■ **Prompt**
Only the count is expected: the number of lines below that contain "header".

►

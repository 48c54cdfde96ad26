use axum::http::{header, Method};
use axum::routing::get;
use axum::Router;
use tower_http::cors::{Any, CorsLayer};
use tower_http::trace::TraceLayer;

use crate::handler;
use crate::state::AppState;

/// Build the axum router with all Bot Archive endpoints.
pub fn build_router(state: AppState) -> Router {
    let cors = CorsLayer::new()
        .allow_origin(Any)
        .allow_methods([Method::GET, Method::POST, Method::OPTIONS])
        .allow_headers([header::CONTENT_TYPE]);

    Router::new()
        .route(
            "/api/bots",
            get(handler::list_handler)
                .post(handler::action_handler)
                .options(handler::preflight_handler),
        )
        .route("/api/health", get(handler::health_handler))
        .with_state(state)
        .layer(cors)
        .layer(TraceLayer::new_for_http())
}
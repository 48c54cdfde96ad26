use serde::{Deserialize, Serialize};
use serde_json::{Map, Value};

use crate::category::Category;
use crate::error::TypeError;
use crate::id::RecordId;
use crate::temporal::Timestamp;

/// Version assigned to records that arrive without one.
pub const DEFAULT_VERSION: &str = "1.0.0";

fn default_version() -> String {
    DEFAULT_VERSION.to_string()
}

/// A bot (approved) or suggestion (pending) as stored in a collection.
///
/// Both collections share this shape: approved records carry `createdAt`,
/// pending ones `suggestedAt`, and a promoted record keeps both. Fields this
/// type does not know about are kept in `extra` and written back untouched.
#[derive(Clone, Debug, PartialEq, Serialize, Deserialize)]
#[serde(rename_all = "camelCase")]
pub struct Record {
    pub id: RecordId,
    #[serde(default)]
    pub name: String,
    #[serde(default)]
    pub url: String,
    #[serde(default, skip_serializing_if = "Option::is_none")]
    pub category: Option<Category>,
    #[serde(default)]
    pub desc: String,
    #[serde(default = "default_version")]
    pub version: String,
    #[serde(default, skip_serializing_if = "Option::is_none")]
    pub created_at: Option<Timestamp>,
    #[serde(default, skip_serializing_if = "Option::is_none")]
    pub suggested_at: Option<Timestamp>,
    #[serde(flatten)]
    pub extra: Map<String, Value>,
}

impl Record {
    /// Returns `true` if `name` equals this record's name exactly.
    pub fn has_name(&self, name: &str) -> bool {
        self.name == name
    }
}

/// An incoming record that has not been admitted to a collection yet.
#[derive(Clone, Debug, Default, PartialEq, Serialize, Deserialize)]
#[serde(rename_all = "camelCase")]
pub struct RecordDraft {
    #[serde(default, skip_serializing_if = "Option::is_none")]
    pub id: Option<RecordId>,
    #[serde(default)]
    pub name: String,
    #[serde(default)]
    pub url: String,
    #[serde(default, skip_serializing_if = "Option::is_none")]
    pub category: Option<Category>,
    #[serde(default)]
    pub desc: String,
    #[serde(default, skip_serializing_if = "Option::is_none")]
    pub version: Option<String>,
    #[serde(default, skip_serializing_if = "Option::is_none")]
    pub created_at: Option<Timestamp>,
    #[serde(default, skip_serializing_if = "Option::is_none")]
    pub suggested_at: Option<Timestamp>,
    #[serde(flatten)]
    pub extra: Map<String, Value>,
}

impl RecordDraft {
    pub fn named(name: impl Into<String>) -> Self {
        Self {
            name: name.into(),
            ..Default::default()
        }
    }

    pub fn with_category(mut self, category: Category) -> Self {
        self.category = Some(category);
        self
    }

    /// Reject drafts that could never be addressed by name.
    pub fn validate(&self) -> Result<(), TypeError> {
        if self.name.trim().is_empty() {
            return Err(TypeError::EmptyName);
        }
        Ok(())
    }

    /// Admit the draft under `id`, filling the default version.
    pub fn into_record(self, id: RecordId) -> Record {
        let version = self
            .version
            .filter(|v| !v.trim().is_empty())
            .unwrap_or_else(default_version);
        Record {
            id,
            name: self.name,
            url: self.url,
            category: self.category,
            desc: self.desc,
            version,
            created_at: self.created_at,
            suggested_at: self.suggested_at,
            extra: self.extra,
        }
    }
}

impl From<Record> for RecordDraft {
    fn from(r: Record) -> Self {
        Self {
            id: Some(r.id),
            name: r.name,
            url: r.url,
            category: r.category,
            desc: r.desc,
            version: Some(r.version),
            created_at: r.created_at,
            suggested_at: r.suggested_at,
            extra: r.extra,
        }
    }
}

/// A partial record merged over an existing one.
///
/// Identity and bookkeeping (`id`, `createdAt`, `suggestedAt`) are accepted
/// on input so they never leak into `extra`, but [`RecordPatch::apply`]
/// leaves them untouched.
#[derive(Clone, Debug, Default, PartialEq, Serialize, Deserialize)]
#[serde(rename_all = "camelCase")]
pub struct RecordPatch {
    #[serde(default, skip_serializing)]
    pub id: Option<RecordId>,
    #[serde(default, skip_serializing_if = "Option::is_none")]
    pub name: Option<String>,
    #[serde(default, skip_serializing_if = "Option::is_none")]
    pub url: Option<String>,
    #[serde(default, skip_serializing_if = "Option::is_none")]
    pub category: Option<Category>,
    #[serde(default, skip_serializing_if = "Option::is_none")]
    pub desc: Option<String>,
    #[serde(default, skip_serializing_if = "Option::is_none")]
    pub version: Option<String>,
    #[serde(default, skip_serializing)]
    pub created_at: Option<Timestamp>,
    #[serde(default, skip_serializing)]
    pub suggested_at: Option<Timestamp>,
    #[serde(flatten)]
    pub extra: Map<String, Value>,
}

impl RecordPatch {
    /// Overwrite the fields present in the patch, keep everything else.
    pub fn apply(&self, record: &mut Record) {
        if let Some(name) = &self.name {
            record.name = name.clone();
        }
        if let Some(url) = &self.url {
            record.url = url.clone();
        }
        if let Some(category) = self.category {
            record.category = Some(category);
        }
        if let Some(desc) = &self.desc {
            record.desc = desc.clone();
        }
        if let Some(version) = &self.version {
            record.version = version.clone();
        }
        for (key, value) in &self.extra {
            record.extra.insert(key.clone(), value.clone());
        }
    }

    pub fn is_empty(&self) -> bool {
        self.name.is_none()
            && self.url.is_none()
            && self.category.is_none()
            && self.desc.is_none()
            && self.version.is_none()
            && self.extra.is_empty()
    }
}
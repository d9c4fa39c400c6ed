// ============================
// mdwiki-backend-lib/src/auth/session.rs
// ============================
//! Session lifecycle: login, validation with sliding expiry, logout.
//!
//! Each account has at most one valid nonce at a time, the nonce-of-record.
//! A fresh login rotates it, which invalidates every other carrier still
//! holding the old nonce. The registry lives in process memory: it does not
//! survive a restart and is not shared between server instances, so a
//! multi-instance deployment needs an external registry behind the same
//! interface.
use crate::auth::carrier::{keys, SessionCarrier, LIMIT_FORMAT};
use crate::auth::password::compute_hash;
use crate::metrics as metric_keys;
use base64::{engine::general_purpose::URL_SAFE_NO_PAD, Engine as _};
use chrono::{Duration, NaiveDateTime, Utc};
use dashmap::DashMap;
use metrics::counter;
use rand::{rngs::OsRng, RngCore};
use std::sync::Arc;

/// Bytes of OS entropy behind each session nonce
const NONCE_SEED_BYTES: usize = 32;

/// Nonce-of-record map: account id to the single currently valid nonce
#[derive(Default)]
pub struct SessionRegistry {
    nonces: DashMap<String, String>,
}

impl SessionRegistry {
    pub fn new() -> Self {
        Self::default()
    }

    fn record(&self, uid: &str, nonce: String) {
        self.nonces.insert(uid.to_string(), nonce);
    }

    fn matches(&self, uid: &str, nonce: &str) -> bool {
        self.nonces
            .get(uid)
            .map(|entry| entry.value() == nonce)
            .unwrap_or(false)
    }

    /// Drop the record only while `nonce` is still current. A stale carrier
    /// being logged out must not revoke a successor session's nonce.
    fn forget_if_current(&self, uid: &str, nonce: &str) {
        self.nonces
            .remove_if(uid, |_, current| current.as_str() == nonce);
    }

    pub fn len(&self) -> usize {
        self.nonces.len()
    }

    pub fn is_empty(&self) -> bool {
        self.nonces.is_empty()
    }
}

/// Session/auth manager operating on externally supplied carriers
#[derive(Clone)]
pub struct SessionManager {
    registry: Arc<SessionRegistry>,
    window: Duration,
}

impl SessionManager {
    pub fn new(registry: Arc<SessionRegistry>, window_hours: i64) -> Self {
        Self {
            registry,
            window: Duration::hours(window_hours),
        }
    }

    /// Transition the carrier to Authenticated: set identity, expiry and
    /// timezone, and rotate the account's nonce-of-record.
    pub fn login(&self, carrier: &SessionCarrier, uid: &str, tz_name: &str) -> bool {
        let nonce = fresh_nonce();
        carrier.set(keys::ID, uid);
        carrier.set(
            keys::LIMIT,
            (Utc::now() + self.window).format(LIMIT_FORMAT).to_string(),
        );
        carrier.set(keys::TIMEZONE, tz_name);
        carrier.set(keys::NONCE, nonce.clone());
        self.registry.record(uid, nonce);
        counter!(metric_keys::SESSION_LOGIN).increment(1);
        true
    }

    /// Validate the carrier. Any failure forces a logout and returns false;
    /// success renews the session (sliding expiry) and rotates the nonce.
    pub fn check(&self, carrier: &SessionCarrier) -> bool {
        let (Some(uid), Some(limit)) = (carrier.get(keys::ID), carrier.get(keys::LIMIT)) else {
            self.logout(carrier);
            return false;
        };

        let nonce = carrier.get(keys::NONCE).unwrap_or_default();
        if !self.registry.matches(&uid, &nonce) {
            tracing::warn!(%uid, "session nonce mismatch, forcing logout");
            self.logout(carrier);
            return false;
        }

        let expired = match NaiveDateTime::parse_from_str(&limit, LIMIT_FORMAT) {
            Ok(limit) => limit.and_utc() <= Utc::now(),
            // An unreadable expiry is treated as already elapsed
            Err(_) => true,
        };
        if expired {
            counter!(metric_keys::SESSION_EXPIRED).increment(1);
            self.logout(carrier);
            return false;
        }

        let tz = carrier.get(keys::TIMEZONE).unwrap_or_default();
        self.login(carrier, &uid, &tz)
    }

    /// Clear the carrier and the account's nonce-of-record. Idempotent.
    pub fn logout(&self, carrier: &SessionCarrier) -> bool {
        if let Some(uid) = carrier.remove(keys::ID) {
            let nonce = carrier.get(keys::NONCE).unwrap_or_default();
            self.registry.forget_if_current(&uid, &nonce);
            tracing::debug!(%uid, "session cleared");
        }
        carrier.remove(keys::LIMIT);
        carrier.remove(keys::TIMEZONE);
        carrier.remove(keys::NONCE);
        true
    }

    /// The authenticated account id, or `None` when validation fails
    pub fn user_id(&self, carrier: &SessionCarrier) -> Option<String> {
        if self.check(carrier) {
            carrier.get(keys::ID)
        } else {
            None
        }
    }
}

/// High-entropy nonce: an OS-random seed run through the same stretched
/// hash primitive as the credential store
fn fresh_nonce() -> String {
    let mut seed = [0u8; NONCE_SEED_BYTES];
    OsRng.fill_bytes(&mut seed);
    compute_hash(&URL_SAFE_NO_PAD.encode(seed))
}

◄

■ **Expected answer**
2